Figure 7.

The potential antibacterial mechanisms on the bacterial membrane. (A) The zeta-potential detection for E. coli treated with peptide. (B) Flow cytometry for MSI-1 affinity to the bacterial membrane after 0, 15, 30, 60, 90 and 120 min of coincubation. (C) LPS binding assay. Left: MST assay for the interaction between FITC-MSI-1 and LPS. Binding data were plotted using the Hill equation. Right: In the presence of increasing LPS concentrations, the antibacterial activities of MSI-1 at 1/2, 1, and 2× MIC against penicillin-resistant E. coli. (D) PI uptake assay for membrane integrity of bacteria.
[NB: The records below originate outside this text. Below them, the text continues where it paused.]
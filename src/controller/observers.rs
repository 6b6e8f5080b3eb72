//! Observers for cluster-wide configuration
//!
//! Every read produces an owned snapshot from the informer caches, so a sync never
//! sees a half-updated view and nothing is shared mutably between controllers.

use kube::runtime::reflector::ObjectRef;
use tracing::debug;

use super::informers::ClusterInformers;
use crate::crd::{
    ApiServer, ClusterVersion, FeatureGate, Proxy, TlsProfileType, TlsSecurityProfile,
    CLUSTER_CONFIG_NAME, CLUSTER_VERSION_NAME,
};
use crate::environment::ProxyConfig;
use crate::error::{Error, Result};
use crate::featuregates::FeatureGateSnapshot;

/// Effective TLS profile for operand servers
#[derive(Clone, Debug, Default, PartialEq, Eq)]
pub enum TlsProfile {
    Old,
    #[default]
    Intermediate,
    Modern,
    Custom {
        /// API spelling, e.g. `VersionTLS12`
        min_tls_version: String,
        ciphers: Vec<String>,
    },
}

impl TlsProfile {
    /// Interpret the APIServer profile; an unset profile means Intermediate
    pub fn from_api(profile: Option<&TlsSecurityProfile>) -> Result<Self> {
        let Some(profile) = profile else {
            return Ok(TlsProfile::default());
        };
        match profile.type_ {
            None | Some(TlsProfileType::Intermediate) => Ok(TlsProfile::Intermediate),
            Some(TlsProfileType::Old) => Ok(TlsProfile::Old),
            Some(TlsProfileType::Modern) => Ok(TlsProfile::Modern),
            Some(TlsProfileType::Custom) => {
                let custom = profile.custom.as_ref().ok_or_else(|| {
                    Error::ConfigError("custom TLS profile has no custom settings".to_string())
                })?;
                if custom.min_tls_version.is_empty() {
                    return Err(Error::ConfigError(
                        "custom TLS profile has no minimum TLS version".to_string(),
                    ));
                }
                if custom.ciphers.is_empty() {
                    return Err(Error::ConfigError(
                        "custom TLS profile has no ciphers".to_string(),
                    ));
                }
                Ok(TlsProfile::Custom {
                    min_tls_version: custom.min_tls_version.clone(),
                    ciphers: custom.ciphers.clone(),
                })
            }
        }
    }
}

/// Everything a sync needs from the cluster configuration, taken at one moment
#[derive(Clone, Debug, Default, PartialEq, Eq)]
pub struct ClusterSnapshot {
    pub proxy: ProxyConfig,
    pub tls_profile: TlsProfile,
    pub feature_gates: FeatureGateSnapshot,
    pub cluster_version: Option<String>,
}

/// Reads cluster configuration from the shared caches
#[derive(Clone)]
pub struct ConfigObserver {
    informers: ClusterInformers,
    release_version: String,
    fallback_proxy: ProxyConfig,
}

impl ConfigObserver {
    pub fn new(
        informers: ClusterInformers,
        release_version: impl Into<String>,
        fallback_proxy: ProxyConfig,
    ) -> Self {
        Self {
            informers,
            release_version: release_version.into(),
            fallback_proxy,
        }
    }

    /// Cluster proxy, or the process proxy settings when no Proxy object exists
    pub fn proxy(&self) -> ProxyConfig {
        let cached = self
            .informers
            .proxy
            .get(&ObjectRef::<Proxy>::new(CLUSTER_CONFIG_NAME));
        match cached {
            Some(proxy) => proxy_from_cluster(&proxy),
            None => {
                debug!("No cluster proxy, using process environment");
                self.fallback_proxy.clone()
            }
        }
    }

    pub fn tls_profile(&self) -> Result<TlsProfile> {
        let cached = self
            .informers
            .api_server
            .get(&ObjectRef::<ApiServer>::new(CLUSTER_CONFIG_NAME));
        TlsProfile::from_api(cached.as_ref().and_then(|a| a.spec.tls_security_profile.as_ref()))
    }

    pub fn feature_gates(&self) -> Result<FeatureGateSnapshot> {
        let cached = self
            .informers
            .feature_gate
            .get(&ObjectRef::<FeatureGate>::new(CLUSTER_CONFIG_NAME))
            .ok_or_else(|| Error::ConfigError("FeatureGate cluster not found".to_string()))?;
        feature_gates_for_version(&cached, &self.release_version)
    }

    pub fn cluster_version(&self) -> Option<String> {
        self.informers
            .cluster_version
            .get(&ObjectRef::<ClusterVersion>::new(CLUSTER_VERSION_NAME))
            .and_then(|cv| cv.current_version().map(str::to_string))
    }

    pub fn snapshot(&self) -> Result<ClusterSnapshot> {
        Ok(ClusterSnapshot {
            proxy: self.proxy(),
            tls_profile: self.tls_profile()?,
            feature_gates: self.feature_gates()?,
            cluster_version: self.cluster_version(),
        })
    }
}

/// Prefer the effective values the cluster computed in status over the spec
pub fn proxy_from_cluster(proxy: &Proxy) -> ProxyConfig {
    let status = proxy.status.as_ref();
    let pick = |from_status: Option<&Option<String>>, from_spec: &Option<String>| {
        from_status
            .and_then(|v| v.clone())
            .filter(|v| !v.is_empty())
            .or_else(|| from_spec.clone())
            .unwrap_or_default()
    };
    ProxyConfig {
        http_proxy: pick(status.map(|s| &s.http_proxy), &proxy.spec.http_proxy),
        https_proxy: pick(status.map(|s| &s.https_proxy), &proxy.spec.https_proxy),
        no_proxy: pick(status.map(|s| &s.no_proxy), &proxy.spec.no_proxy),
    }
}

/// Gates computed for `release_version`. Without a release version the first
/// reported set is used.
pub fn feature_gates_for_version(
    gate: &FeatureGate,
    release_version: &str,
) -> Result<FeatureGateSnapshot> {
    let details = gate.status.as_ref().map(|s| s.feature_gates.as_slice()).unwrap_or_default();
    let matching = if release_version.is_empty() {
        details.first()
    } else {
        details.iter().find(|d| d.version == release_version)
    };
    let details = matching.ok_or_else(|| {
        Error::ConfigError(format!(
            "feature gates for version {release_version:?} are not available yet"
        ))
    })?;

    Ok(FeatureGateSnapshot {
        feature_set: gate.spec.feature_set.clone(),
        enabled: details.enabled.iter().map(|g| g.name.clone()).collect(),
        disabled: details.disabled.iter().map(|g| g.name.clone()).collect(),
    })
}

#[cfg(test)]
mod tests {
    use super::*;
    use crate::crd::config::{
        CustomTlsProfile, FeatureGateAttributes, FeatureGateDetails, FeatureGateSpec,
        FeatureGateStatus, ProxySpec, ProxyStatus,
    };

    #[test]
    fn test_tls_profile_defaults_to_intermediate() {
        assert_eq!(TlsProfile::from_api(None).unwrap(), TlsProfile::Intermediate);
        let unset = TlsSecurityProfile::default();
        assert_eq!(TlsProfile::from_api(Some(&unset)).unwrap(), TlsProfile::Intermediate);
    }

    #[test]
    fn test_custom_tls_profile_requires_all_fields() {
        let mut profile = TlsSecurityProfile {
            type_: Some(TlsProfileType::Custom),
            custom: None,
        };
        assert!(TlsProfile::from_api(Some(&profile)).is_err());

        profile.custom = Some(CustomTlsProfile {
            ciphers: vec![],
            min_tls_version: "VersionTLS12".to_string(),
        });
        assert!(TlsProfile::from_api(Some(&profile)).is_err());

        profile.custom = Some(CustomTlsProfile {
            ciphers: vec!["a".to_string(), "b".to_string()],
            min_tls_version: "VersionTLS12".to_string(),
        });
        assert_eq!(
            TlsProfile::from_api(Some(&profile)).unwrap(),
            TlsProfile::Custom {
                min_tls_version: "VersionTLS12".to_string(),
                ciphers: vec!["a".to_string(), "b".to_string()],
            }
        );
    }

    #[test]
    fn test_proxy_prefers_status() {
        let mut proxy = Proxy::new(
            CLUSTER_CONFIG_NAME,
            ProxySpec {
                http_proxy: Some("spec-http".to_string()),
                https_proxy: Some("spec-https".to_string()),
                no_proxy: None,
            },
        );
        proxy.status = Some(ProxyStatus {
            http_proxy: Some("p1".to_string()),
            https_proxy: None,
            no_proxy: Some("x,y".to_string()),
        });
        assert_eq!(
            proxy_from_cluster(&proxy),
            ProxyConfig {
                http_proxy: "p1".to_string(),
                https_proxy: "spec-https".to_string(),
                no_proxy: "x,y".to_string(),
            }
        );
    }

    fn gate(versions: &[(&str, &[&str])]) -> FeatureGate {
        let mut gate = FeatureGate::new(
            CLUSTER_CONFIG_NAME,
            FeatureGateSpec {
                feature_set: "TechPreviewNoUpgrade".to_string(),
                custom_no_upgrade: None,
            },
        );
        gate.status = Some(FeatureGateStatus {
            feature_gates: versions
                .iter()
                .map(|(version, enabled)| FeatureGateDetails {
                    version: version.to_string(),
                    enabled: enabled
                        .iter()
                        .map(|n| FeatureGateAttributes { name: n.to_string() })
                        .collect(),
                    disabled: vec![],
                })
                .collect(),
        });
        gate
    }

    #[test]
    fn test_feature_gates_match_release_version() {
        let gate = gate(&[("4.17.0", &["Old"]), ("4.18.0", &["NewOLMPreflightPermissionChecks"])]);
        let snapshot = feature_gates_for_version(&gate, "4.18.0").unwrap();
        assert!(snapshot.is_enabled("NewOLMPreflightPermissionChecks"));
        assert!(!snapshot.is_enabled("Old"));
        assert!(snapshot.is_preview());

        assert!(feature_gates_for_version(&gate, "4.19.0").is_err());
        assert!(feature_gates_for_version(&gate, "").unwrap().is_enabled("Old"));
    }
}
//! Static resource controller
//!
//! Enforces every non-deployment, non-catalog manifest of one sub-component, in
//! file order. Removal walks the list backwards.

use std::future::Future;
use std::path::PathBuf;

use async_trait::async_trait;
use serde_json::Value;
use tokio_util::sync::CancellationToken;
use tracing::{debug, info, instrument};

use super::conditions::removed_condition;
use super::hooks::{apply_manifest_hooks, manifest_hooks, ManifestHook};
use super::informers::InformerKind;
use super::resourceapply::{apply_manifest, delete_manifest, ApplyOutcome};
use super::restmapper::RestMapping;
use super::{clear_removed, ensure_active, Controller, ControllerContext, ManagementAction};
use crate::crd::LogLevel;
use crate::error::{join_errors, Error, Result};

const WATCHES: &[InformerKind] = &[
    InformerKind::Olm,
    InformerKind::StaticNamespaced,
    InformerKind::StaticClusterScoped,
];

/// Kinds left in place on removal; deleting them would take user data along
const RETAINED_ON_REMOVAL: &[&str] = &["CustomResourceDefinition"];

/// One manifest file and where it is served
#[derive(Clone, Debug)]
pub struct StaticManifest {
    pub file: PathBuf,
    pub mapping: RestMapping,
}

/// Manifests in deletion order: reversed, retained kinds left out
pub fn removal_order(manifests: &[StaticManifest]) -> Vec<&StaticManifest> {
    manifests
        .iter()
        .rev()
        .filter(|m| !RETAINED_ON_REMOVAL.contains(&m.mapping.resource.kind.as_str()))
        .collect()
}

/// Apply every manifest in file order. A failing manifest does not stop the pass;
/// failures come back joined, each naming its file. Returns how many objects changed.
pub async fn enforce_each<F, Fut>(
    manifests: &[StaticManifest],
    token: &CancellationToken,
    mut apply: F,
) -> Result<usize>
where
    F: FnMut(&StaticManifest) -> Fut,
    Fut: Future<Output = Result<ApplyOutcome>>,
{
    let mut errors = Vec::new();
    let mut changed = 0usize;
    for manifest in manifests {
        ensure_active(token)?;
        match apply(manifest).await {
            Ok(ApplyOutcome::Unchanged) => {}
            Ok(_) => changed += 1,
            Err(e @ Error::ManifestError { .. }) => errors.push(e),
            Err(e) => errors.push(Error::manifest(
                manifest.file.display().to_string(),
                e.to_string(),
            )),
        }
    }
    join_errors(errors).map_or(Ok(changed), Err)
}

/// Delete manifests in [`removal_order`], collecting failures like [`enforce_each`]
pub async fn remove_each<F, Fut>(
    manifests: &[StaticManifest],
    token: &CancellationToken,
    mut delete: F,
) -> Result<()>
where
    F: FnMut(&StaticManifest) -> Fut,
    Fut: Future<Output = Result<bool>>,
{
    let mut errors = Vec::new();
    for manifest in removal_order(manifests) {
        ensure_active(token)?;
        match delete(manifest).await {
            Ok(_) => {}
            Err(e @ Error::ManifestError { .. }) => errors.push(e),
            Err(e) => errors.push(Error::manifest(
                manifest.file.display().to_string(),
                e.to_string(),
            )),
        }
    }
    join_errors(errors).map_or(Ok(()), Err)
}

pub struct StaticResourceController {
    name: String,
    manifests: Vec<StaticManifest>,
    hooks: Vec<ManifestHook>,
    ctx: ControllerContext,
}

impl StaticResourceController {
    pub fn new(name: String, manifests: Vec<StaticManifest>, ctx: ControllerContext) -> Self {
        Self {
            name,
            manifests,
            hooks: manifest_hooks(&ctx.environment),
            ctx,
        }
    }

    pub fn manifests(&self) -> &[StaticManifest] {
        &self.manifests
    }

    fn load(&self, manifest: &StaticManifest, log_level: LogLevel) -> Result<Value> {
        let raw = std::fs::read_to_string(&manifest.file)
            .map_err(|e| Error::io(&manifest.file, e))?;
        let raw = apply_manifest_hooks(&raw, &self.hooks, log_level);
        serde_yaml::from_str(&raw)
            .map_err(|e| Error::manifest(manifest.file.display().to_string(), e.to_string()))
    }

    async fn enforce(&self, token: &CancellationToken, log_level: LogLevel) -> Result<()> {
        let client = &self.ctx.client;
        let changed = enforce_each(&self.manifests, token, |manifest| {
            let mapping = manifest.mapping.clone();
            let required = self.load(manifest, log_level);
            async move { apply_manifest(client, &mapping, &required?).await }
        })
        .await?;
        debug!(total = self.manifests.len(), changed, "Static resources enforced");
        clear_removed(&self.ctx.operator, &self.name).await
    }

    async fn remove(&self, token: &CancellationToken, log_level: LogLevel) -> Result<()> {
        let client = &self.ctx.client;
        remove_each(&self.manifests, token, |manifest| {
            let mapping = manifest.mapping.clone();
            let required = self.load(manifest, log_level);
            async move { delete_manifest(client, &mapping, &required?).await }
        })
        .await?;
        info!(controller = %self.name, "Removed static resources");
        self.ctx
            .operator
            .update_conditions(vec![removed_condition(&self.name)])
            .await?;
        Ok(())
    }
}

#[async_trait]
impl Controller for StaticResourceController {
    fn name(&self) -> &str {
        &self.name
    }

    fn watches(&self) -> &[InformerKind] {
        WATCHES
    }

    fn removable(&self) -> bool {
        true
    }

    #[instrument(skip(self, token), fields(controller = %self.name))]
    async fn sync(&self, token: &CancellationToken) -> Result<()> {
        let log_level = self.ctx.operator.spec()?.effective_log_level();
        let state = self.ctx.operator.effective_management_state()?;
        match ManagementAction::for_state(state, true) {
            ManagementAction::Skip => Ok(()),
            ManagementAction::Remove => self.remove(token, log_level).await,
            ManagementAction::Enforce => self.enforce(token, log_level).await,
        }
    }
}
A histogram quantified the proportion of PI-positive stained cells. (E) The release rates of Calcein from MSI-1-treated liposomes at indicated time. 0.1% TritonX-100 was set as positive control. (F) SEM of E. coli after MSI-1 (4× MIC) treatment for 1 h. Magnification=25,000× or 50,000×. (G) β-Lactamase activity in the culture media of E. coli. Herein, activities of the MSI-1-treated groups were shown relative to that of the sonicated bacteria, whose activity was defined as 100%. (H) The membrane rupture properties of MSI-1 against G^- bacteria.